Survival Lessons provides a road map of how to reclaim your life from this day forward, with ways to reenvision everything—from relationships with friends and family to the way you see yourself. As Alice Hoffman says, “In many ways I wrote Survival Lessons to remind myself of the beauty of life, something that’s all too easy to overlook during the crisis of illness or loss. I forgot that our lives are made up of equal parts of sorrow and joy, and that it is impossible to have one without the other. I wrote to remind myself that despite everything that was happening to me, there were still choices I could make.”

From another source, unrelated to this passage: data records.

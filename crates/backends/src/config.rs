//! Backend configuration
//!
//! Read once at start, either deserialized or from the environment:
//!
//! | Variable | Backend | Default |
//! |----------|---------|---------|
//! | `VECTOR_STORE_TYPE` | all | `postgres` |
//! | `POSTGRES_VECTOR_DB_URL` (fallback `DATABASE_URL`) | postgres | required |
//! | `PINECONE_API_KEY` | pinecone | required |
//! | `PINECONE_ENVIRONMENT` | pinecone | `us-east-1-aws` |
//! | `PINECONE_CONTROLLER_URL` | pinecone | `https://api.pinecone.io` |
//! | `WEAVIATE_URL` | weaviate | required |
//! | `WEAVIATE_API_KEY` | weaviate | none |

use serde::{Deserialize, Serialize};
use std::fmt;
use vectorhub_core::{BackendType, VectorError, VectorResult};

/// Default Pinecone environment (`<region>-<cloud>`)
pub const DEFAULT_PINECONE_ENVIRONMENT: &str = "us-east-1-aws";
/// Default Pinecone control plane
pub const DEFAULT_PINECONE_CONTROLLER_URL: &str = "https://api.pinecone.io";

fn default_pg_max_connections() -> u32 {
    10
}

fn default_pg_batch_size() -> usize {
    500
}

fn default_remote_batch_size() -> usize {
    100
}

fn default_memory_batch_size() -> usize {
    256
}

fn default_pinecone_environment() -> String {
    DEFAULT_PINECONE_ENVIRONMENT.to_string()
}

fn default_pinecone_controller_url() -> String {
    DEFAULT_PINECONE_CONTROLLER_URL.to_string()
}

/// Settings for the one backend a store runs on
#[derive(Clone, PartialEq, Serialize, Deserialize)]
#[serde(tag = "type", rename_all = "lowercase")]
pub enum BackendConfig {
    /// PostgreSQL + pgvector
    Postgres {
        /// Connection string
        url: String,
        /// Pool size
        #[serde(default = "default_pg_max_connections")]
        max_connections: u32,
        /// Records per insert transaction
        #[serde(default = "default_pg_batch_size")]
        batch_size: usize,
    },
    /// Pinecone serverless
    Pinecone {
        /// API key
        api_key: String,
        /// `<region>-<cloud>`, e.g. `us-east-1-aws`
        #[serde(default = "default_pinecone_environment")]
        environment: String,
        /// Control plane base URL
        #[serde(default = "default_pinecone_controller_url")]
        controller_url: String,
        /// Records per upsert request
        #[serde(default = "default_remote_batch_size")]
        batch_size: usize,
    },
    /// Weaviate
    Weaviate {
        /// Base URL, e.g. `http://localhost:8080`
        url: String,
        /// Optional bearer token
        #[serde(default)]
        api_key: Option<String>,
        /// Objects per batch request
        #[serde(default = "default_remote_batch_size")]
        batch_size: usize,
    },
    /// In-process index
    Memory {
        /// Records per chunk
        #[serde(default = "default_memory_batch_size")]
        batch_size: usize,
    },
}

impl fmt::Debug for BackendConfig {
    fn fmt(&self, f: &mut fmt::Formatter<'_>) -> fmt::Result {
        match self {
            BackendConfig::Postgres {
                max_connections,
                batch_size,
                ..
            } => f
                .debug_struct("Postgres")
                .field("url", &"<redacted>")
                .field("max_connections", max_connections)
                .field("batch_size", batch_size)
                .finish(),
            BackendConfig::Pinecone {
                environment,
                controller_url,
                batch_size,
                ..
            } => f
                .debug_struct("Pinecone")
                .field("api_key", &"<redacted>")
                .field("environment", environment)
                .field("controller_url", controller_url)
                .field("batch_size", batch_size)
                .finish(),
            BackendConfig::Weaviate {
                url,
                api_key,
                batch_size,
            } => f
                .debug_struct("Weaviate")
                .field("url", url)
                .field("api_key", &api_key.as_ref().map(|_| "<redacted>"))
                .field("batch_size", batch_size)
                .finish(),
            BackendConfig::Memory { batch_size } => f
                .debug_struct("Memory")
                .field("batch_size", batch_size)
                .finish(),
        }
    }
}

impl Default for BackendConfig {
    fn default() -> Self {
        BackendConfig::memory()
    }
}

impl BackendConfig {
    /// In-process backend with default chunking
    pub fn memory() -> Self {
        BackendConfig::Memory {
            batch_size: default_memory_batch_size(),
        }
    }

    /// Postgres backend with default pool and chunking
    pub fn postgres(url: impl Into<String>) -> Self {
        BackendConfig::Postgres {
            url: url.into(),
            max_connections: default_pg_max_connections(),
            batch_size: default_pg_batch_size(),
        }
    }

    /// Pinecone backend in the default environment
    pub fn pinecone(api_key: impl Into<String>) -> Self {
        BackendConfig::Pinecone {
            api_key: api_key.into(),
            environment: default_pinecone_environment(),
            controller_url: default_pinecone_controller_url(),
            batch_size: default_remote_batch_size(),
        }
    }

    /// Weaviate backend without authentication
    pub fn weaviate(url: impl Into<String>) -> Self {
        BackendConfig::Weaviate {
            url: url.into(),
            api_key: None,
            batch_size: default_remote_batch_size(),
        }
    }

    /// Which backend this configures
    pub fn backend_type(&self) -> BackendType {
        match self {
            BackendConfig::Postgres { .. } => BackendType::Postgres,
            BackendConfig::Pinecone { .. } => BackendType::Pinecone,
            BackendConfig::Weaviate { .. } => BackendType::Weaviate,
            BackendConfig::Memory { .. } => BackendType::Memory,
        }
    }

    /// Records per write request
    pub fn batch_size(&self) -> usize {
        match self {
            BackendConfig::Postgres { batch_size, .. }
            | BackendConfig::Pinecone { batch_size, .. }
            | BackendConfig::Weaviate { batch_size, .. }
            | BackendConfig::Memory { batch_size } => *batch_size,
        }
    }

    /// Override records per write request
    pub fn with_batch_size(mut self, size: usize) -> Self {
        match &mut self {
            BackendConfig::Postgres { batch_size, .. }
            | BackendConfig::Pinecone { batch_size, .. }
            | BackendConfig::Weaviate { batch_size, .. }
            | BackendConfig::Memory { batch_size } => *batch_size = size,
        }
        self
    }

    /// Read the backend configuration from the process environment
    ///
    /// # Errors
    ///
    /// `Config` if the backend type is unknown or a required variable is
    /// missing.
    pub fn from_env() -> VectorResult<Self> {
        Self::from_lookup(|key| std::env::var(key).ok())
    }

    /// Read the backend configuration through a variable lookup
    pub fn from_lookup<F>(lookup: F) -> VectorResult<Self>
    where
        F: Fn(&str) -> Option<String>,
    {
        let get = |key: &str| lookup(key).filter(|v| !v.trim().is_empty());
        let require = |key: &str| {
            get(key).ok_or_else(|| {
                VectorError::Config(format!("{} environment variable is required", key))
            })
        };

        let kind = get("VECTOR_STORE_TYPE").unwrap_or_else(|| "postgres".to_string());
        let backend = BackendType::parse(&kind).ok_or_else(|| {
            VectorError::Config(format!("unknown VECTOR_STORE_TYPE '{}'", kind))
        })?;

        let config = match backend {
            BackendType::Postgres => {
                let url = get("POSTGRES_VECTOR_DB_URL")
                    .or_else(|| get("DATABASE_URL"))
                    .ok_or_else(|| {
                        VectorError::Config(
                            "POSTGRES_VECTOR_DB_URL or DATABASE_URL environment variable is required"
                                .to_string(),
                        )
                    })?;
                BackendConfig::postgres(url)
            }
            BackendType::Pinecone => BackendConfig::Pinecone {
                api_key: require("PINECONE_API_KEY")?,
                environment: get("PINECONE_ENVIRONMENT")
                    .unwrap_or_else(default_pinecone_environment),
                controller_url: get("PINECONE_CONTROLLER_URL")
                    .unwrap_or_else(default_pinecone_controller_url),
                batch_size: default_remote_batch_size(),
            },
            BackendType::Weaviate => BackendConfig::Weaviate {
                url: require("WEAVIATE_URL")?,
                api_key: get("WEAVIATE_API_KEY"),
                batch_size: default_remote_batch_size(),
            },
            BackendType::Memory => BackendConfig::memory(),
        };
        config.validate()?;
        Ok(config)
    }

    /// Check the settings without connecting
    ///
    /// # Errors
    ///
    /// `Config` for empty credentials, unparsable URLs, a zero batch size
    /// or a malformed Pinecone environment.
    pub fn validate(&self) -> VectorResult<()> {
        if self.batch_size() == 0 {
            return Err(VectorError::Config("batch_size must be > 0".to_string()));
        }
        match self {
            BackendConfig::Postgres {
                url,
                max_connections,
                ..
            } => {
                if url.trim().is_empty() {
                    return Err(VectorError::Config("postgres url is empty".to_string()));
                }
                if *max_connections == 0 {
                    return Err(VectorError::Config(
                        "max_connections must be > 0".to_string(),
                    ));
                }
            }
            BackendConfig::Pinecone {
                api_key,
                environment,
                controller_url,
                ..
            } => {
                if api_key.trim().is_empty() {
                    return Err(VectorError::Config("pinecone api_key is empty".to_string()));
                }
                pinecone_region_and_cloud(environment)?;
                parse_url(controller_url)?;
            }
            BackendConfig::Weaviate { url, .. } => {
                parse_url(url)?;
            }
            BackendConfig::Memory { .. } => {}
        }
        Ok(())
    }
}

/// Split a Pinecone environment into `(region, cloud)`
///
/// The cloud is the part after the last `-`: `us-east-1-aws` is region
/// `us-east-1` on `aws`.
pub fn pinecone_region_and_cloud(environment: &str) -> VectorResult<(String, String)> {
    match environment.rsplit_once('-') {
        Some((region, cloud)) if !region.is_empty() && !cloud.is_empty() => {
            Ok((region.to_string(), cloud.to_string()))
        }
        _ => Err(VectorError::Config(format!(
            "PINECONE_ENVIRONMENT '{}' must look like <region>-<cloud>",
            environment
        ))),
    }
}

pub(crate) fn parse_url(raw: &str) -> VectorResult<url::Url> {
    url::Url::parse(raw.trim_end_matches('/'))
        .map_err(|e| VectorError::Config(format!("invalid url '{}': {}", raw, e)))
}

Wise, gentle, and wry, Alice Hoffman teaches all of us how to choose what matters most.


Kirkus Reviews
A how-to guide to facing death and living life by the popular novelist and cancer survivor. When Hoffman (The Dovekeepers, 2011, etc.) received the diagnosis about her lump, her immediate response was denial: "I was busy after all, the mother of two young sons, caring for my ill mother, involved in my writing. My most recent novel, Here on Earth, had been chosen as an Oprah Book Club Choice; an earlier novel, Practical Magic, was being filmed in California with Sandra Bullock and Nicole Kidman. I didn't have time to be ill." Once she came to terms with the fact that disease doesn't necessarily strike at our convenience, she was able to deal directly with her situation, put her life in perspective and get her priorities in order. She was one of the lucky ones--15 years later, she remains very much alive and productive, capable of writing the book that might have helped her when the shock of cancer blindsided her. "In many ways I wrote Survival Lessons for myself to remind myself of the beauty of life, something that's all too easy to overlook during the crisis of illness or loss," she writes. Though Hoffman has earned renown as a talented writer, this isn't really a writerly book, but more like conversational advice from a close friend. Most of the advice is common sense, yet the element of choice is crucial when faced with a fate that seems beyond your control. You can choose how to respond and put your crisis in perspective: "Good fortune and bad luck are always tied together with invisible, unbreakable thread." Hoffman ends with words of wisdom from her oncologist, who advised that, "cancer didn't have to be my entire novel. It was just a chapter." In other words, this too shall pass. A lightweight but heartening book.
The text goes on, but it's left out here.